During work to improve BleachBit's method of wiping free disk space, I noticed a way in which deleted files do not fully free the disk space they occupied.
Process
The process is basically to create an empty partition, fill it with 2000 files each 4096 bytes, and then delete the files. If the files are in the root of the partition, then the file system keeps 45 more blocks allocated. If the 2000 files are created in a subdirectory that is deleted after the 2000 files are deleted, then all the used blocks are freed.
The following code demonstrates the issue.
#!/bin/bash
#uncomment ONE of the TWO following lines
#SUB=
SUB=sub/
echo "********* initializing"
rm /tmp/fs.ext3
mkdir /tmp/mountpoint
dd if=/dev/zero of=/tmp/fs.ext3 bs=1M count=10
mkfs.ext3 -F /tmp/fs.ext3
sudo mount -o loop /tmp/fs.ext3 /tmp/mountpoint
df /tmp/mountpoint
df -i /tmp/mountpoint
du /tmp/mountpoint
echo "********* creating many small files"

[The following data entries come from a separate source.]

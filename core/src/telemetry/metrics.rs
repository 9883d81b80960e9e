use std::sync::Mutex;

/// Counters for layer loads, shared between the controller and whoever reports on it.
pub struct LoadMetrics {
    inner: Mutex<LoadSnapshot>,
}

/// Point-in-time copy of the load counters.
#[derive(Debug, Clone, Copy, Default, PartialEq, Eq)]
pub struct LoadSnapshot {
    pub loaded: usize,
    pub empty: usize,
    pub failed: usize,
}

impl LoadSnapshot {
    pub fn attempts(&self) -> usize {
        self.loaded + self.empty + self.failed
    }
}

impl LoadMetrics {
    pub fn new() -> Self {
        Self {
            inner: Mutex::new(LoadSnapshot::default()),
        }
    }

    pub fn record_loaded(&self) {
        if let Ok(mut metrics) = self.inner.lock() {
            metrics.loaded += 1;
        }
    }

    pub fn record_empty(&self) {
        if let Ok(mut metrics) = self.inner.lock() {
            metrics.empty += 1;
        }
    }

    pub fn record_failed(&self) {
        if let Ok(mut metrics) = self.inner.lock() {
            metrics.failed += 1;
        }
    }

    pub fn snapshot(&self) -> LoadSnapshot {
        if let Ok(metrics) = self.inner.lock() {
            *metrics
        } else {
            LoadSnapshot::default()
        }
    }
}

impl Default for LoadMetrics {
    fn default() -> Self {
        Self::new()
    }
}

mkdir /tmp/mountpoint/${SUB}
for i in {1..2000}; do dd if=/dev/zero of=/tmp/mountpoint/${SUB}file$i bs=1K count=4 &>/dev/null; done
df /tmp/mountpoint
df -i /tmp/mountpoint
du /tmp/mountpoint
echo "******** cleaning"
for i in {1..2000}; do rm /tmp/mountpoint/${SUB}file$i ; done
rmdir /tmp/mountpoint/sub
df /tmp/mountpoint
df -i /tmp/mountpoint
du /tmp/mountpoint
echo "******** unmount"
sudo umount /tmp/mountpoint
dumpe2fs /tmp/fs.ext3Observations
In both cases, the file system starts with 1121 used blocks. In both cases, creating the files results in the use of 9166–9167 blocks. After deleting the files from the root folder, the file system uses 1116 blocks, while after deleting the files from the subdirectory, the file system uses 1121 blocks.
Unmounting and remounting the file system (simulating a reboot) does not affect the used blocks.

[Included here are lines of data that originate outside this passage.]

//! GeoJSON feature model for hotspot detections and auxiliary layers.
//!
//! Properties are kept as an ordered JSON map. Hotspot attributes (`confidence`, `frp`,
//! `satellite`, ...) are read through accessors that apply the dashboard's fallbacks, so a
//! polygon layer with entirely different properties deserializes just as well.

use geo_types::Coord;
use serde::{Deserialize, Deserializer, Serialize};
use serde_json::{Map, Value};

/// A single coordinate position, `[lon, lat]` or `[lon, lat, z]`.
pub type Position = Vec<f64>;

/// GeoJSON geometry object.
#[derive(Debug, Clone, PartialEq, Serialize, Deserialize)]
#[serde(tag = "type", content = "coordinates")]
pub enum Geometry {
    Point(Position),
    MultiPoint(Vec<Position>),
    LineString(Vec<Position>),
    MultiLineString(Vec<Vec<Position>>),
    Polygon(Vec<Vec<Position>>),
    MultiPolygon(Vec<Vec<Vec<Position>>>),
}

impl Geometry {
    /// Converts a GeoJSON position to a lon/lat coordinate.
    pub fn coord(position: &[f64]) -> Option<Coord<f64>> {
        match position {
            [lon, lat, ..] if lon.is_finite() && lat.is_finite() => Some(Coord { x: *lon, y: *lat }),
            _ => None,
        }
    }

    /// Every vertex of the geometry, in document order.
    pub fn coords(&self) -> Vec<Coord<f64>> {
        let positions: Vec<&Position> = match self {
            Geometry::Point(p) => vec![p],
            Geometry::MultiPoint(ps) | Geometry::LineString(ps) => ps.iter().collect(),
            Geometry::MultiLineString(lines) | Geometry::Polygon(lines) => {
                lines.iter().flatten().collect()
            }
            Geometry::MultiPolygon(polys) => polys.iter().flatten().flatten().collect(),
        };
        positions.into_iter().filter_map(|p| Self::coord(p)).collect()
    }
}

/// Fire-detection certainty class.
#[derive(Debug, Clone, Copy, PartialEq, Eq, Hash, Serialize, Deserialize)]
pub enum ConfidenceClass {
    High,
    Nominal,
    Low,
}

impl ConfidenceClass {
    pub const ALL: [ConfidenceClass; 3] = [
        ConfidenceClass::High,
        ConfidenceClass::Nominal,
        ConfidenceClass::Low,
    ];

    /// Parses a confidence code, ignoring case and surrounding whitespace.
    pub fn from_code(code: &str) -> Option<Self> {
        match code.trim().to_lowercase().as_str() {
            "h" => Some(ConfidenceClass::High),
            "n" => Some(ConfidenceClass::Nominal),
            "l" => Some(ConfidenceClass::Low),
            _ => None,
        }
    }

    pub fn code(&self) -> &'static str {
        match self {
            ConfidenceClass::High => "h",
            ConfidenceClass::Nominal => "n",
            ConfidenceClass::Low => "l",
        }
    }

    /// Label used by the legend and the confidence chart.
    pub fn label(&self) -> &'static str {
        match self {
            ConfidenceClass::High => "Alta (h)",
            ConfidenceClass::Nominal => "Nominal (n)",
            ConfidenceClass::Low => "Baja (l)",
        }
    }
}

/// One hotspot or polygon record.
#[derive(Debug, Clone, PartialEq, Serialize, Deserialize)]
pub struct Feature {
    #[serde(rename = "type", default = "feature_type")]
    pub kind: String,
    #[serde(default, skip_serializing_if = "Option::is_none")]
    pub id: Option<Value>,
    #[serde(default)]
    pub geometry: Option<Geometry>,
    #[serde(default, deserialize_with = "null_as_empty")]
    pub properties: Map<String, Value>,
}

fn feature_type() -> String {
    "Feature".to_string()
}

fn collection_type() -> String {
    "FeatureCollection".to_string()
}

fn null_as_empty<'de, D>(deserializer: D) -> Result<Map<String, Value>, D::Error>
where
    D: Deserializer<'de>,
{
    Ok(Option::<Map<String, Value>>::deserialize(deserializer)?.unwrap_or_default())
}

impl Feature {
    pub fn new(geometry: Option<Geometry>, properties: Map<String, Value>) -> Self {
        Self {
            kind: feature_type(),
            id: None,
            geometry,
            properties,
        }
    }

    /// Property rendered as display text: strings verbatim, numbers and booleans in their
    /// JSON form, null or absent as `None`.
    pub fn display_property(&self, key: &str) -> Option<String> {
        match self.properties.get(key)? {
            Value::Null => None,
            Value::String(s) => Some(s.clone()),
            other => Some(other.to_string()),
        }
    }

    /// Numeric property. Numeric strings are accepted since some WFS backends emit them.
    pub fn number_property(&self, key: &str) -> Option<f64> {
        let value = match self.properties.get(key)? {
            Value::Number(n) => n.as_f64(),
            Value::String(s) => s.trim().parse::<f64>().ok(),
            _ => None,
        }?;
        value.is_finite().then_some(value)
    }

    /// Raw confidence code, if the property is a string.
    pub fn confidence_code(&self) -> Option<&str> {
        self.properties.get("confidence").and_then(Value::as_str)
    }

    pub fn confidence(&self) -> Option<ConfidenceClass> {
        self.confidence_code().and_then(ConfidenceClass::from_code)
    }

    pub fn frp(&self) -> Option<f64> {
        self.number_property("frp")
    }

    /// Satellite label; empty strings count as absent.
    pub fn satellite(&self) -> Option<String> {
        self.display_property("satellite")
            .filter(|label| !label.trim().is_empty())
    }

    pub fn acq_date(&self) -> Option<String> {
        self.display_property("acq_date")
    }

    pub fn acq_time(&self) -> Option<String> {
        self.display_property("acq_time")
    }

    /// Point location from the geometry, or from the `longitude`/`latitude` properties when
    /// the record carries no point geometry.
    pub fn location(&self) -> Option<Coord<f64>> {
        if let Some(Geometry::Point(position)) = &self.geometry {
            if let Some(coord) = Geometry::coord(position) {
                return Some(coord);
            }
        }
        let lon = self.number_property("longitude")?;
        let lat = self.number_property("latitude")?;
        Some(Coord { x: lon, y: lat })
    }
}

/// A GeoJSON feature collection.
#[derive(Debug, Clone, PartialEq, Serialize, Deserialize)]
pub struct FeatureCollection {
    #[serde(rename = "type", default = "collection_type")]
    pub kind: String,
    #[serde(default)]
    pub features: Vec<Feature>,
}

impl FeatureCollection {
    pub fn new(features: Vec<Feature>) -> Self {
        Self {
            kind: collection_type(),
            features,
        }
    }

    pub fn is_empty(&self) -> bool {
        self.features.is_empty()
    }

    pub fn len(&self) -> usize {
        self.features.len()
    }
}

impl Default for FeatureCollection {
    fn default() -> Self {
        Self::new(Vec::new())
    }
}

This was tested with Ubuntu 13.04, Linux 3.8, and ext3.
Explanation
The Core Issue: Directories are "Append-Only" Files
In Linux, a directory is essentially a special type of file. Instead of containing user data, it contains a list of dentries (directory entries), which map filenames to inode numbers.

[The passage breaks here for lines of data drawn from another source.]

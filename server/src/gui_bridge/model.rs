use serde::{Deserialize, Serialize};

/// Query string of `/layer_data`. A missing name reads as blank and is rejected by the catalog.
#[derive(Debug, Clone, Default, Deserialize)]
pub struct LayerQuery {
    #[serde(default)]
    pub name: String,
}

/// Query string of `/hotspots`.
#[derive(Debug, Clone, Default, Deserialize)]
pub struct HotspotQuery {
    #[serde(default)]
    pub date: Option<String>,
}

impl HotspotQuery {
    /// The requested date, with blank values treated as absent.
    pub fn date(&self) -> Option<&str> {
        self.date.as_deref().map(str::trim).filter(|d| !d.is_empty())
    }
}

/// JSON body of every non-200 response.
#[derive(Debug, Clone, Serialize, Deserialize, PartialEq, Eq)]
pub struct ApiError {
    pub error: String,
}

impl ApiError {
    pub fn new(error: impl Into<String>) -> Self {
        Self {
            error: error.into(),
        }
    }
}
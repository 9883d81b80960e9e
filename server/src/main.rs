use anyhow::Context;
use clap::Parser;
use generator::profile::{build_hotspots, write_layer};
use gui_bridge::bridge;
use gui_bridge::catalog::LayerCatalog;
use log::info;
use std::net::SocketAddr;
use std::path::PathBuf;
use std::sync::Arc;
use tokio::runtime::Builder as TokioBuilder;
use workflow::config::ServerConfig;
use workflow::runner::{append_report, format_report, summarize_file};

mod generator;
mod gui_bridge;
mod workflow;

#[derive(Parser)]
#[command(author, version, about = "Layer API and offline tools for the FIRMS hotspot dashboard")]
struct Args {
    /// Load server settings from YAML
    #[arg(long)]
    config: Option<PathBuf>,
    /// Directory holding `<layer>.geojson` files
    #[arg(long)]
    data_dir: Option<PathBuf>,
    #[arg(long)]
    bind: Option<SocketAddr>,
    /// Layer served by `/hotspots`
    #[arg(long)]
    hotspot_layer: Option<String>,
    /// Aggregate a GeoJSON file offline and print the summary
    #[arg(long)]
    summary: Option<PathBuf>,
    /// Write a synthetic hotspot layer to this file
    #[arg(long)]
    generate: Option<PathBuf>,
    /// Number of generated hotspots, overriding `generator.count`
    #[arg(long)]
    count: Option<usize>,
    /// Generator seed, overriding `generator.seed`
    #[arg(long)]
    seed: Option<u64>,
    /// Serve the layer API until Ctrl+C
    #[arg(long, default_value_t = false)]
    serve: bool,
}

fn main() -> anyhow::Result<()> {
    env_logger::init();
    let args = Args::parse();

    let config = match &args.config {
        Some(path) => ServerConfig::load(path)?,
        None => ServerConfig::default(),
    }
    .with_overrides(args.data_dir, args.bind, args.hotspot_layer);

    if let Some(path) = &args.generate {
        let generator = config.generator.clone().with_overrides(args.count, args.seed);
        let collection = build_hotspots(&generator)?;
        write_layer(path, &collection)?;
        info!(
            "generated {} hotspots into {}",
            collection.len(),
            path.display()
        );
    }

    if let Some(path) = &args.summary {
        let summary = summarize_file(path)?;
        let label = path
            .file_stem()
            .and_then(|stem| stem.to_str())
            .unwrap_or("layer");
        let line = format_report(label, &summary);
        println!("{line}");
        if let Some(report) = &config.report {
            append_report(report, &line)?;
            info!("summary appended to {}", report.display());
        }
    }

    if args.serve {
        let catalog = Arc::new(LayerCatalog::new(
            config.data_dir.clone(),
            config.hotspot_layer.clone(),
        ));
        let runtime = TokioBuilder::new_multi_thread()
            .enable_all()
            .build()
            .context("creating runtime for the layer API")?;
        runtime.block_on(bridge::serve(catalog, config.bind))?;
    }

    Ok(())
}
//! Core aggregation, styling, and layer-control logic for the FIRMS hotspot dashboard.
//!
//! Everything here is free of rendering and network code: feature collections come in
//! through a [`source::FeatureSource`], and every visible effect goes out through a
//! [`port::UiPort`], so the dashboard rules can be exercised without a window or a server.

pub mod aggregate;
pub mod controller;
pub mod feature;
pub mod overlay;
pub mod port;
pub mod prelude;
pub mod projection;
pub mod render;
pub mod source;
pub mod state;
pub mod style;
pub mod telemetry;

pub use aggregate::{aggregate, Summary};
pub use controller::Controller;
pub use feature::{Feature, FeatureCollection};
pub use prelude::{DashboardError, DashboardResult, FetchError};

#[cfg(test)]
pub(crate) mod testing;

Growth: When adding 2000 files to a directory, the filesystem must allocate blocks to that "directory file" to store the names and inode pointers.
The "No-Shrink" Policy: For performance reasons, ext3 (and ext4) does not automatically shrink a directory file when deleting files from it. It simply marks those dentry slots as "unused" so they can be recycled if you create new files in that same directory later.
When the subdirectory is deleted, the directory file is removed entirely, and all its blocks are freed.
Fixing bloat
Run e2fsck -f /dev/sdXn to defragment the directory entries and free the unused blocks.
Another reason
By the way, another reason deleting a file may not free its space is if an active process has it open: use the lsof program to find the process or simply reboot. Of course, you should also check the trash can or run BleachBit to clean the trash and other disk space hogs.